Herr Kollege Trittin, denken Sie an die Zeit.
Da liegen doch die Gelder, die man bräuchte, um in
Deutschland zu Wachstum und Beschäftigung zu kommen. Deutschland könnte eine Lokomotive für ganz Europa sein, aus der Krise herauszukommen, wenn Sie Ihre
Politik ändern und investieren statt sparen würden.
({0})
Nächster Redner ist der Kollege Volkmar Klein,
CDU/CSU-Fraktion.
({0})
Frau Präsidentin! Meine sehr verehrten Damen und
Herren! Ich halte die Diskussion schon für sehr erstaunlich. Dass diese eigentlich ganz sachliche, wirtschaftspolitische und theoretische Diskussion zu derartig breit
angelegter Polemisierung genutzt wird, ist schon erstaunlich.
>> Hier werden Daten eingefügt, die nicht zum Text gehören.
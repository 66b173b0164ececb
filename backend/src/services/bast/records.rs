use actix_web::{web, HttpResponse};
use common::model::bast::BastRecordInput;
use common::model::page::Page;
use common::requests::ListQuery;
use log::info;

use crate::db::{bast as store, Database};
use crate::error::{AppError, AppResult};
use crate::services::resolve_page;

pub async fn list(db: web::Data<Database>, query: web::Query<ListQuery>) -> AppResult<HttpResponse> {
    let conn = db.connect()?;
    let total = store::count(&conn)?;
    let (page, num_pages) = resolve_page(&query, total)?;
    let items = store::list(&conn, page)?;
    Ok(HttpResponse::Ok().json(Page {
        items,
        page: page.unwrap_or(1),
        num_pages,
        total,
    }))
}

pub async fn list_latest(db: web::Data<Database>, counts: web::Path<u32>) -> AppResult<HttpResponse> {
    let conn = db.connect()?;
    let records = store::list_latest(&conn, counts.into_inner())?;
    Ok(HttpResponse::Ok().json(records))
}

pub async fn get(db: web::Data<Database>, id: web::Path<i64>) -> AppResult<HttpResponse> {
    let conn = db.connect()?;
    let record = store::get(&conn, *id)?.ok_or_else(|| AppError::not_found("BAST record not found"))?;
    Ok(HttpResponse::Ok().json(record))
}

pub async fn create(
    db: web::Data<Database>,
    input: web::Json<BastRecordInput>,
) -> AppResult<HttpResponse> {
    let conn = db.connect()?;
    let id = store::insert(&conn, &input).map_err(AppError::from_write)?;
    info!("Created BAST record {} ({})", input.bast_id, id);
    let record = store::get(&conn, id)?.ok_or_else(|| AppError::not_found("BAST record not found"))?;
    Ok(HttpResponse::Created().json(record))
}

pub async fn update(
    db: web::Data<Database>,
    id: web::Path<i64>,
    input: web::Json<BastRecordInput>,
) -> AppResult<HttpResponse> {
    let conn = db.connect()?;
    if !store::update(&conn, *id, &input).map_err(AppError::from_write)? {
        return Err(AppError::not_found("BAST record not found"));
    }
    info!("Updated BAST record {}", input.bast_id);
    let record = store::get(&conn, *id)?.ok_or_else(|| AppError::not_found("BAST record not found"))?;
    Ok(HttpResponse::Ok().json(record))
}

pub async fn delete(db: web::Data<Database>, id: web::Path<i64>) -> AppResult<HttpResponse> {
    let conn = db.connect()?;
    if !store::delete(&conn, *id)? {
        return Err(AppError::not_found("BAST record not found"));
    }
    info!("Deleted BAST record {}", id);
    Ok(HttpResponse::NoContent().finish())
}
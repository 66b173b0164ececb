use actix_web::{web, HttpResponse};
use common::model::personnel::OperatorInput;
use log::info;
use serde_json::json;

use crate::db::{personnel as store, Database};
use crate::error::{AppError, AppResult};

pub async fn list(db: web::Data<Database>) -> AppResult<HttpResponse> {
    let conn = db.connect()?;
    Ok(HttpResponse::Ok().json(store::list_operators(&conn)?))
}

pub async fn get(db: web::Data<Database>, id: web::Path<i64>) -> AppResult<HttpResponse> {
    let conn = db.connect()?;
    let operator = store::get_operator(&conn, *id)?.ok_or_else(|| AppError::not_found("Operator not found"))?;
    Ok(HttpResponse::Ok().json(operator))
}

/// The operator's NIP, used to prefill the supervisor block of a handover.
pub async fn nip(db: web::Data<Database>, id: web::Path<i64>) -> AppResult<HttpResponse> {
    let conn = db.connect()?;
    let operator = store::get_operator(&conn, *id)?.ok_or_else(|| AppError::not_found("Operator not found"))?;
    Ok(HttpResponse::Ok().json(json!({ "nip": operator.nip })))
}

pub async fn create(db: web::Data<Database>, input: web::Json<OperatorInput>) -> AppResult<HttpResponse> {
    let conn = db.connect()?;
    let id = store::insert_operator(&conn, &input).map_err(AppError::from_write)?;
    info!("Created operator {} ({})", input.name, id);
    let operator = store::get_operator(&conn, id)?.ok_or_else(|| AppError::not_found("Operator not found"))?;
    Ok(HttpResponse::Created().json(operator))
}

pub async fn update(
    db: web::Data<Database>,
    id: web::Path<i64>,
    input: web::Json<OperatorInput>,
) -> AppResult<HttpResponse> {
    let conn = db.connect()?;
    if !store::update_operator(&conn, *id, &input).map_err(AppError::from_write)? {
        return Err(AppError::not_found("Operator not found"));
    }
    let operator = store::get_operator(&conn, *id)?.ok_or_else(|| AppError::not_found("Operator not found"))?;
    Ok(HttpResponse::Ok().json(operator))
}

/// Records that referenced the operator keep their data with no supervisor/operator.
pub async fn delete(db: web::Data<Database>, id: web::Path<i64>) -> AppResult<HttpResponse> {
    let conn = db.connect()?;
    if !store::delete_operator(&conn, *id)? {
        return Err(AppError::not_found("Operator not found"));
    }
    info!("Deleted operator {}", id);
    Ok(HttpResponse::NoContent().finish())
}
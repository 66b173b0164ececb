use chrono::NaiveDate;
use serde::Deserialize;

/// Query string of the paginated record listings.
#[derive(Debug, Default, Deserialize)]
pub struct ListQuery {
    pub page: Option<u32>,
    /// `all=1` disables pagination.
    pub all: Option<String>,
}

impl ListQuery {
    pub fn show_all(&self) -> bool {
        self.all.as_deref() == Some("1")
    }
}

/// Query string of the checklist statistics endpoint.
#[derive(Debug, Default, Deserialize)]
pub struct StatsQuery {
    pub start_date: Option<NaiveDate>,
    pub end_date: Option<NaiveDate>,
    pub time: Option<String>,
}
//! [`Sheet`]/[`Workbook`] over `umya-spreadsheet`, used for the real templates.

use std::io::Cursor;
use std::path::Path;

use common::model::bast::BastRecord;
use common::model::checklist::CsRecord;
use umya_spreadsheet::structs::drawing::spreadsheet::MarkerType;
use umya_spreadsheet::structs::Image;
use umya_spreadsheet::{HorizontalAlignmentValues, Spreadsheet, VerticalAlignmentValues, Worksheet};

use super::{
    bast, check_image, checklist, Alignment, Border, CellRef, CellValue, Horizontal, Line, ReportError, Sheet,
    Vertical, Workbook,
};

/// Drawing extents are in English Metric Units; 96 dpi puts 9525 of them in a pixel.
const EMU_PER_PIXEL: i64 = 9525;

pub const XLSX_CONTENT_TYPE: &str =
    "application/vnd.openxmlformats-officedocument.spreadsheetml.sheet";

pub struct XlsxWorkbook {
    book: Spreadsheet,
}

impl XlsxWorkbook {
    pub fn open(path: &Path) -> Result<Self, ReportError> {
        let book = umya_spreadsheet::reader::xlsx::read(path)
            .map_err(|e| ReportError::Xlsx(format!("{}: {}", path.display(), e)))?;
        Ok(Self { book })
    }

    pub fn to_bytes(&self) -> Result<Vec<u8>, ReportError> {
        let mut cursor = Cursor::new(Vec::new());
        umya_spreadsheet::writer::xlsx::write_writer(&self.book, &mut cursor)
            .map_err(|e| ReportError::Xlsx(e.to_string()))?;
        Ok(cursor.into_inner())
    }
}

impl Workbook for XlsxWorkbook {
    type Sheet = Worksheet;

    fn active_sheet(&mut self) -> Option<&mut Worksheet> {
        Some(self.book.get_active_sheet_mut())
    }

    fn sheet(&mut self, name: &str) -> Option<&mut Worksheet> {
        self.book.get_sheet_by_name_mut(name)
    }
}

fn border_style(line: Option<Line>) -> &'static str {
    match line {
        Some(Line::Thin) => umya_spreadsheet::Border::BORDER_THIN,
        Some(Line::Medium) => umya_spreadsheet::Border::BORDER_MEDIUM,
        None => umya_spreadsheet::Border::BORDER_NONE,
    }
}

impl Sheet for Worksheet {
    fn value(&self, at: CellRef) -> Option<String> {
        let text = self.get_value((at.col, at.row));
        (!text.is_empty()).then_some(text)
    }

    fn set_value(&mut self, at: CellRef, value: CellValue) {
        let cell = self.get_cell_mut((at.col, at.row));
        match value {
            CellValue::Text(text) => {
                cell.set_value(text);
            }
            CellValue::Number(n) => {
                cell.set_value_number(n);
            }
        }
    }

    fn set_alignment(&mut self, at: CellRef, alignment: Alignment) {
        let mut target = umya_spreadsheet::Alignment::default();
        match alignment.horizontal {
            Some(Horizontal::Left) => {
                target.set_horizontal(HorizontalAlignmentValues::Left);
            }
            Some(Horizontal::Center) => {
                target.set_horizontal(HorizontalAlignmentValues::Center);
            }
            None => {}
        }
        if let Some(Vertical::Center) = alignment.vertical {
            target.set_vertical(VerticalAlignmentValues::Center);
        }
        target.set_wrap_text(alignment.wrap_text);
        self.get_style_mut((at.col, at.row)).set_alignment(target);
    }

    fn set_border(&mut self, at: CellRef, border: Border) {
        let borders = self.get_style_mut((at.col, at.row)).get_borders_mut();
        borders.get_left_mut().set_border_style(border_style(border.left));
        borders.get_right_mut().set_border_style(border_style(border.right));
        borders.get_top_mut().set_border_style(border_style(border.top));
        borders.get_bottom_mut().set_border_style(border_style(border.bottom));
    }

    fn insert_rows(&mut self, before: u32, count: u32) {
        self.insert_new_row(&before, &count);
    }

    fn set_row_height(&mut self, row: u32, height: f64) {
        self.get_row_dimension_mut(&row).set_height(height);
    }

    fn set_title(&mut self, title: &str) {
        self.set_name(title);
    }

    fn add_image(
        &mut self,
        anchor: CellRef,
        path: &Path,
        width_px: u32,
        height_px: u32,
    ) -> Result<(), ReportError> {
        check_image(path)?;
        let path_str = path
            .to_str()
            .ok_or_else(|| ReportError::Xlsx(format!("non UTF-8 image path {}", path.display())))?;
        let mut marker = MarkerType::default();
        marker.set_coordinate(anchor.to_a1());
        let mut image = Image::default();
        image.new_image(path_str, marker);
        if let Some(one_cell) = image.get_one_cell_anchor_mut() {
            let extent = one_cell.get_extent_mut();
            extent.set_cx(i64::from(width_px) * EMU_PER_PIXEL);
            extent.set_cy(i64::from(height_px) * EMU_PER_PIXEL);
        }

        let images = self.get_image_collection_mut();
        if images.is_empty() {
            images.push(image);
        } else {
            images[0] = image;
        }
        Ok(())
    }
}

/// Loads the handover template and fills its active sheet.
pub fn render_bast(template: &Path, record: &BastRecord) -> Result<XlsxWorkbook, ReportError> {
    let mut workbook = XlsxWorkbook::open(template)?;
    let sheet = workbook.active_sheet().ok_or(ReportError::NoActiveSheet)?;
    bast::populate_bast_sheet(sheet, record)?;
    Ok(workbook)
}

/// Loads the checklist template and fills both of its sheets.
pub fn render_checklist(
    template: &Path,
    record: &CsRecord,
    image: Option<&Path>,
) -> Result<XlsxWorkbook, ReportError> {
    let mut workbook = XlsxWorkbook::open(template)?;
    checklist::prepare_workbook(&mut workbook, record, image)?;
    Ok(workbook)
}

#[cfg(test)]
mod tests {
    use super::*;
    use crate::report::checklist::{CHECKLIST_SHEET, CHECKLIST_TITLE, SLMON_SHEET};
    use crate::report::put;
    use chrono::NaiveDate;

    fn blank_sheet(book: &mut Spreadsheet) -> &mut Worksheet {
        book.get_sheet_by_name_mut("Sheet1").unwrap()
    }

    fn record() -> CsRecord {
        CsRecord {
            id: 1,
            cs_id: "CS-2024-12-11-1P".into(),
            date: NaiveDate::from_ymd_opt(2024, 12, 11).unwrap(),
            shift: "Pagi".into(),
            jam_pelaksanaan: "06:00 WIB".into(),
            kelompok: "I".into(),
            operator: None,
            operator_name: "Rina".into(),
            gaps: "AAI".into(),
            spikes: String::new(),
            blanks: String::new(),
            slmon: None,
            count_gaps: 1,
            count_spikes: 0,
            count_blanks: 0,
            slmon_image: None,
        }
    }

    fn checklist_template(dir: &Path) -> std::path::PathBuf {
        let mut book = umya_spreadsheet::new_file();
        blank_sheet(&mut book).set_name(CHECKLIST_SHEET);
        book.get_sheet_by_name_mut(CHECKLIST_SHEET)
            .unwrap()
            .get_cell_mut("B7")
            .set_value("AAI");
        book.new_sheet(SLMON_SHEET).unwrap();
        let path = dir.join("cl_seiscomp.xlsx");
        umya_spreadsheet::writer::xlsx::write(&book, &path).unwrap();
        path
    }

    #[test]
    fn inserted_rows_push_cells_down() {
        let mut book = umya_spreadsheet::new_file();
        let sheet = blank_sheet(&mut book);
        put(sheet, "C28", "above").unwrap();
        put(sheet, "C29", "below").unwrap();
        sheet.insert_rows(29, 2);
        sheet.set_row_height(29, 31.5);

        assert_eq!(Sheet::value(sheet, CellRef::new(3, 28)).as_deref(), Some("above"));
        assert_eq!(Sheet::value(sheet, CellRef::new(3, 29)), None);
        assert_eq!(Sheet::value(sheet, CellRef::new(3, 31)).as_deref(), Some("below"));
        assert_eq!(*sheet.get_row_dimension(&29).unwrap().get_height(), 31.5);
    }

    #[test]
    fn borders_and_alignment_reach_the_style() {
        let mut book = umya_spreadsheet::new_file();
        let sheet = blank_sheet(&mut book);
        let at = CellRef::new(3, 29);
        sheet.set_border(at, Border::all(Line::Thin));
        sheet.set_alignment(
            at,
            Alignment {
                horizontal: Some(Horizontal::Center),
                vertical: Some(Vertical::Center),
                wrap_text: true,
            },
        );

        let style = sheet.get_style((3, 29));
        let borders = style.get_borders().unwrap();
        assert_eq!(borders.get_left().get_border_style(), "thin");
        assert_eq!(borders.get_bottom().get_border_style(), "thin");
        let alignment = style.get_alignment().unwrap();
        assert_eq!(alignment.get_horizontal(), &HorizontalAlignmentValues::Center);
        assert!(*alignment.get_wrap_text());
    }

    #[test]
    fn image_is_scaled_to_the_requested_size() {
        let dir = tempfile::tempdir().unwrap();
        let path = dir.path().join("slmon.png");
        image::RgbImage::new(4, 4).save(&path).unwrap();

        let mut book = umya_spreadsheet::new_file();
        let sheet = blank_sheet(&mut book);
        Sheet::add_image(sheet, CellRef::new(2, 3), &path, 826, 397).unwrap();

        let images = sheet.get_image_collection();
        assert_eq!(images.len(), 1);
        assert_eq!(images[0].get_coordinate(), "B3");
        let extent = images[0].get_one_cell_anchor().unwrap().get_extent();
        assert_eq!(*extent.get_cx(), 826 * 9525);
        assert_eq!(*extent.get_cy(), 397 * 9525);
    }

    #[test]
    fn undecodable_image_is_refused() {
        let dir = tempfile::tempdir().unwrap();
        let path = dir.path().join("slmon.png");
        std::fs::write(&path, b"\x89PNG fake").unwrap();

        let mut book = umya_spreadsheet::new_file();
        let sheet = blank_sheet(&mut book);
        let err = Sheet::add_image(sheet, CellRef::new(5, 10), &path, 826, 397).unwrap_err();
        assert!(matches!(err, ReportError::UnreadableImage(_)));
        assert!(sheet.get_image_collection().is_empty());
    }

    #[test]
    fn rendered_checklist_reads_back() {
        let dir = tempfile::tempdir().unwrap();
        let template = checklist_template(dir.path());
        let broken = dir.path().join("broken.png");
        std::fs::write(&broken, b"not a picture").unwrap();

        let bytes = render_checklist(&template, &record(), Some(&broken))
            .unwrap()
            .to_bytes()
            .unwrap();
        let book = umya_spreadsheet::reader::xlsx::read_reader(Cursor::new(bytes), true).unwrap();

        let checklist = book.get_sheet_by_name(CHECKLIST_TITLE).unwrap();
        assert_eq!(checklist.get_value("A2"), "SHIFT PAGI");
        assert_eq!(checklist.get_value("D7"), "1");
        let slmon = book.get_sheet_by_name(SLMON_SHEET).unwrap();
        assert_eq!(slmon.get_value("B3"), "Image file not found");
        assert_eq!(slmon.get_value("A2"), "11 Desember 2024, pukul 06:00 WIB");
    }
}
Auch die Erfindung des Wortes „Schuldenschnitt mit Frischgeld“ ist genauso erstaunlich und eigentlich auch ein bisschen verräterisch.
({0})
Es geht darum, Entscheidungen der unabhängig entscheidenden EZB zu diskutieren, gegebenenfalls zu
kommentieren, wobei dabei an sich gar nicht so überwältigend viel Neues festzustellen ist. Natürlich ist es
richtig, über die Arbeit der EZB auch kritisch zu reden.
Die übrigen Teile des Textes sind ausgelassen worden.